Par un mémoire en défense enregistré le 5 août 2019, le préfet de l'Aveyron conclut au rejet de la requête. Il fait valoir que les moyens soulevés par M. C... ne sont pas fondés.
Par ordonnance du 24 juin 2019, la clôture d'instruction a été fixée au 26 août 2019 à 12h00.
M. C... a été admis au bénéfice de l'aide juridictionnelle totale par une décision du 28 mars 2019.
Vu les autres pièces du dossier.
Vu :
- la convention européenne de sauvegarde des droits de l'homme et des libertés fondamentales ;
- le code des relations entre le public et l'administration ;
- le code de l'entrée et du séjour des étrangers et du droit d'asile ;
- la loi n° 91-647 du 10 juillet 1991 ;
- le code de justice administrative.
Le président de la formation de jugement a dispensé le rapporteur public, sur sa proposition, de prononcer des conclusions à l'audience.

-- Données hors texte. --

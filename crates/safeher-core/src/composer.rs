//! Alert message composition

use crate::model::PositionFix;

/// Map link for a coordinate pair.
pub fn map_link(latitude: f64, longitude: f64) -> String {
    format!("http://maps.google.com/maps?q={},{}", latitude, longitude)
}

/// Message body for a fix. Pure: same fix, same text.
pub fn compose(fix: &PositionFix) -> String {
    format!(
        "🚨 EMERGENCY ALERT 🚨\n\nI need help! My location:\n{}\n\nPlease check on me immediately.",
        map_link(fix.latitude, fix.longitude)
    )
}
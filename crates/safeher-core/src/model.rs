//! Core data model shared by every component

use chrono::{DateTime, Utc};
use serde::{Deserialize, Serialize};
use uuid::Uuid;

use crate::error::AlertError;

/// Opaque contact identifier
#[derive(Debug, Clone, PartialEq, Eq, Hash, Serialize, Deserialize)]
#[serde(transparent)]
pub struct ContactId(pub String);

impl ContactId {
    pub fn new() -> Self {
        Self(format!("contact:{}", Uuid::new_v4()))
    }

}

impl From<&str> for ContactId {
    fn from(s: &str) -> Self {
        Self(s.to_string())
    }
}

impl From<String> for ContactId {
    fn from(s: String) -> Self {
        Self(s)
    }
}

impl Default for ContactId {
    fn default() -> Self {
        Self::new()
    }
}

impl std::fmt::Display for ContactId {
    fn fmt(&self, f: &mut std::fmt::Formatter<'_>) -> std::fmt::Result {
        write!(f, "{}", self.0)
    }
}

/// A trusted recipient
#[derive(Debug, Clone, PartialEq, Eq, Serialize, Deserialize)]
pub struct Contact {
    /// Identifier, unique within a directory
    pub id: ContactId,

    /// Display name
    pub name: String,

    /// Dialable phone number
    pub phone: String,
}

impl Contact {
    pub fn new(name: impl Into<String>, phone: impl Into<String>) -> Self {
        Self {
            id: ContactId::new(),
            name: name.into(),
            phone: phone.into(),
        }
    }

    pub fn with_id(mut self, id: impl Into<String>) -> Self {
        self.id = ContactId(id.into());
        self
    }
}

/// A single position sample
#[derive(Debug, Clone, Copy, PartialEq, Serialize, Deserialize)]
pub struct PositionFix {
    pub latitude: f64,
    pub longitude: f64,

    /// Horizontal accuracy radius in meters, if reported
    pub accuracy_m: Option<f64>,

    /// Altitude in meters, if reported
    pub altitude_m: Option<f64>,

    /// When the sample was taken
    pub captured_at: DateTime<Utc>,
}

impl PositionFix {
    pub fn new(latitude: f64, longitude: f64) -> Self {
        Self {
            latitude,
            longitude,
            accuracy_m: None,
            altitude_m: None,
            captured_at: Utc::now(),
        }
    }

    pub fn with_accuracy(mut self, accuracy_m: f64) -> Self {
        self.accuracy_m = Some(accuracy_m);
        self
    }

    pub fn with_altitude(mut self, altitude_m: f64) -> Self {
        self.altitude_m = Some(altitude_m);
        self
    }
}

/// OS-level capability guarded by a permission
#[derive(Debug, Clone, Copy, PartialEq, Eq, Hash, Serialize, Deserialize)]
#[serde(rename_all = "snake_case")]
pub enum Capability {
    Location,
    Notifications,
    Messaging,
}

impl Capability {
    pub const ALL: [Capability; 3] = [
        Capability::Location,
        Capability::Notifications,
        Capability::Messaging,
    ];
}

impl std::fmt::Display for Capability {
    fn fmt(&self, f: &mut std::fmt::Formatter<'_>) -> std::fmt::Result {
        match self {
            Capability::Location => write!(f, "location"),
            Capability::Notifications => write!(f, "notifications"),
            Capability::Messaging => write!(f, "messaging"),
        }
    }
}

/// Runtime platform
#[derive(Debug, Clone, Copy, PartialEq, Eq, Hash, Serialize, Deserialize)]
#[serde(rename_all = "snake_case")]
pub enum Platform {
    Android,
    Ios,
    Web,
}

impl Platform {
    /// Platform of the compile target. Anything that is not a phone is
    /// treated as web: no native messaging, no notification prompts.
    pub fn detect() -> Self {
        if cfg!(target_os = "android") {
            Platform::Android
        } else if cfg!(target_os = "ios") {
            Platform::Ios
        } else {
            Platform::Web
        }
    }

    /// Whether a native SMS composer exists.
    pub fn has_native_messaging(&self) -> bool {
        !matches!(self, Platform::Web)
    }

    /// Whether the OS has a grant/prompt concept for this capability.
    pub fn prompts_for(&self, capability: Capability) -> bool {
        match (self, capability) {
            (_, Capability::Location) => true,
            (Platform::Web, _) => false,
            (Platform::Android, Capability::Notifications) => true,
            // Managed Android grants SMS composer access without a runtime prompt
            (Platform::Android, Capability::Messaging) => false,
            (Platform::Ios, _) => true,
        }
    }
}

impl Default for Platform {
    fn default() -> Self {
        Self::detect()
    }
}

impl std::fmt::Display for Platform {
    fn fmt(&self, f: &mut std::fmt::Formatter<'_>) -> std::fmt::Result {
        match self {
            Platform::Android => write!(f, "android"),
            Platform::Ios => write!(f, "ios"),
            Platform::Web => write!(f, "web"),
        }
    }
}

impl std::str::FromStr for Platform {
    type Err = String;

    fn from_str(s: &str) -> std::result::Result<Self, Self::Err> {
        match s.trim().to_ascii_lowercase().as_str() {
            "android" => Ok(Platform::Android),
            "ios" => Ok(Platform::Ios),
            "web" => Ok(Platform::Web),
            other => Err(format!("unknown platform '{}' (expected android, ios or web)", other)),
        }
    }
}

/// Snapshot of grant state per capability
#[derive(Debug, Clone, Copy, PartialEq, Eq, Serialize, Deserialize)]
pub struct PermissionState {
    pub location: bool,
    pub notifications: bool,
    pub messaging: bool,
}

impl PermissionState {
    pub fn get(&self, capability: Capability) -> bool {
        match capability {
            Capability::Location => self.location,
            Capability::Notifications => self.notifications,
            Capability::Messaging => self.messaging,
        }
    }
}

/// Result of one alert cycle
#[derive(Debug, Clone, PartialEq, Eq)]
pub enum AlertOutcome {
    /// Handed to the channel for this many recipients
    Sent { sent_to: usize },
    /// Stopped at the first unmet precondition or failure
    Failed(AlertError),
}

impl AlertOutcome {
    pub fn is_success(&self) -> bool {
        matches!(self, AlertOutcome::Sent { .. })
    }

    pub fn sent_to(&self) -> Option<usize> {
        match self {
            AlertOutcome::Sent { sent_to } => Some(*sent_to),
            AlertOutcome::Failed(_) => None,
        }
    }

    pub fn error(&self) -> Option<&AlertError> {
        match self {
            AlertOutcome::Sent { .. } => None,
            AlertOutcome::Failed(error) => Some(error),
        }
    }

    /// Flat record for callers that expect `{success, sentTo | error}`.
    pub fn to_record(&self) -> OutcomeRecord {
        match self {
            AlertOutcome::Sent { sent_to } => OutcomeRecord {
                success: true,
                sent_to: Some(*sent_to),
                error: None,
                code: None,
            },
            AlertOutcome::Failed(error) => OutcomeRecord {
                success: false,
                sent_to: None,
                error: Some(error.to_string()),
                code: Some(error.code().to_string()),
            },
        }
    }
}

impl Serialize for AlertOutcome {
    fn serialize<S: serde::Serializer>(&self, serializer: S) -> std::result::Result<S::Ok, S::Error> {
        self.to_record().serialize(serializer)
    }
}

/// Wire shape of an [`AlertOutcome`]
#[derive(Debug, Clone, PartialEq, Eq, Serialize, Deserialize)]
#[serde(rename_all = "camelCase")]
pub struct OutcomeRecord {
    pub success: bool,
    #[serde(skip_serializing_if = "Option::is_none")]
    pub sent_to: Option<usize>,
    #[serde(skip_serializing_if = "Option::is_none")]
    pub error: Option<String>,
    #[serde(skip_serializing_if = "Option::is_none")]
    pub code: Option<String>,
}
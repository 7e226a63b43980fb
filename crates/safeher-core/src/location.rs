//! Location provider
//!
//! One fix per call: check the grant, prompt at most once, then take a
//! single sample. Denial and acquisition failures are ordinary outcomes
//! here, not errors.

use std::sync::Arc;
use thiserror::Error;

use crate::device::{Accuracy, DeviceError, PositionSource};
use crate::model::{Capability, PositionFix};
use crate::permissions::PermissionGate;

/// Why no fix was produced
#[derive(Error, Debug, Clone, PartialEq)]
pub enum LocationError {
    #[error("Location permission not granted")]
    PermissionDenied,

    #[error("Failed to get location: {0}")]
    Acquisition(#[from] DeviceError),
}

#[derive(Debug, Clone)]
pub struct LocationProvider {
    gate: PermissionGate,
    source: Arc<dyn PositionSource>,
    accuracy: Accuracy,
}

impl LocationProvider {
    pub fn new(gate: PermissionGate, source: Arc<dyn PositionSource>) -> Self {
        Self {
            gate,
            source,
            accuracy: Accuracy::High,
        }
    }

    pub fn with_accuracy(mut self, accuracy: Accuracy) -> Self {
        self.accuracy = accuracy;
        self
    }

    /// Acquire a fix, keeping the reason when there is none.
    pub async fn acquire(&self) -> Result<PositionFix, LocationError> {
        let mut granted = self.gate.check(Capability::Location).await;
        if !granted {
            granted = self.gate.request(Capability::Location).await;
        }

        if !granted {
            return Err(LocationError::PermissionDenied);
        }

        let fix = self.source.current_position(self.accuracy).await?;
        Ok(fix)
    }

    /// Acquire a fix; denial and failure both come back as `None`.
    pub async fn current_fix(&self) -> Option<PositionFix> {
        match self.acquire().await {
            Ok(fix) => Some(fix),
            Err(LocationError::PermissionDenied) => {
                tracing::warn!("Location permission not granted");
                None
            }
            Err(e) => {
                tracing::error!("{}", e);
                None
            }
        }
    }
}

Les parties ont été régulièrement averties du jour de l'audience.
Le rapport de M. D... E..., a été entendu au cours de l'audience publique.
Considérant ce qui suit :
1. M. C..., ressortissant du Kosovo né le 13 juin 1972, est entré en France le 13 novembre 2016 selon ses déclarations, afin d'y solliciter l'asile. Sa demande a été rejetée par une décision de l'Office français de protection des réfugiés et apatrides (OFPRA) du 21 juin 2017, définitivement confirmé par une décision de la Cour nationale du droit d'asile (CNDA) du 31 octobre 2018. Par un arrêté du 23 novembre 2018, le préfet de l'Aveyron a refusé son admission au séjour, l'a obligé à quitter le territoire français dans le délai de trente jours et a fixé le pays de destination. M. C... relève appel du jugement du 29 janvier 2019 par lequel le magistrat désigné par le président du tribunal administratif de Toulouse a rejeté sa demande tendant à l'annulation de cet arrêté en tant qu'il porte obligation de quitter le territoire français et qu'il fixe le pays de renvoi.
En ce qui concerne la décision portant obligation de quitter le territoire français :
2. En premier lieu, la décision attaquée comporte les considérations de droit et de fait qui en constituent le fondement, en tenant dûment compte des circonstances propres à la situation personnelle et familiale du requérant. Elle est, par suite, suffisamment motivée.
3. En second lieu, aux termes de l'article 8 de la convention européenne de sauvegarde des droits de l'homme et des libertés fondamentales : " 1. Toute personne a droit au respect de sa vie privée et familiale, de son domicile et de sa correspondance. 2. Il ne peut y avoir ingérence d'une autorité publique dans l'exercice de ce droit que pour autant que cette ingérence est prévue par la loi et qu'elle constitue une mesure qui, dans une société démocratique, est nécessaire à la sécurité nationale, à la sûreté publique, au bien-être économique du pays, à la défense de l'ordre et à la prévention des infractions pénales, à la protection de la santé ou de la morale, ou à la protection des droits et libertés d'autrui. ".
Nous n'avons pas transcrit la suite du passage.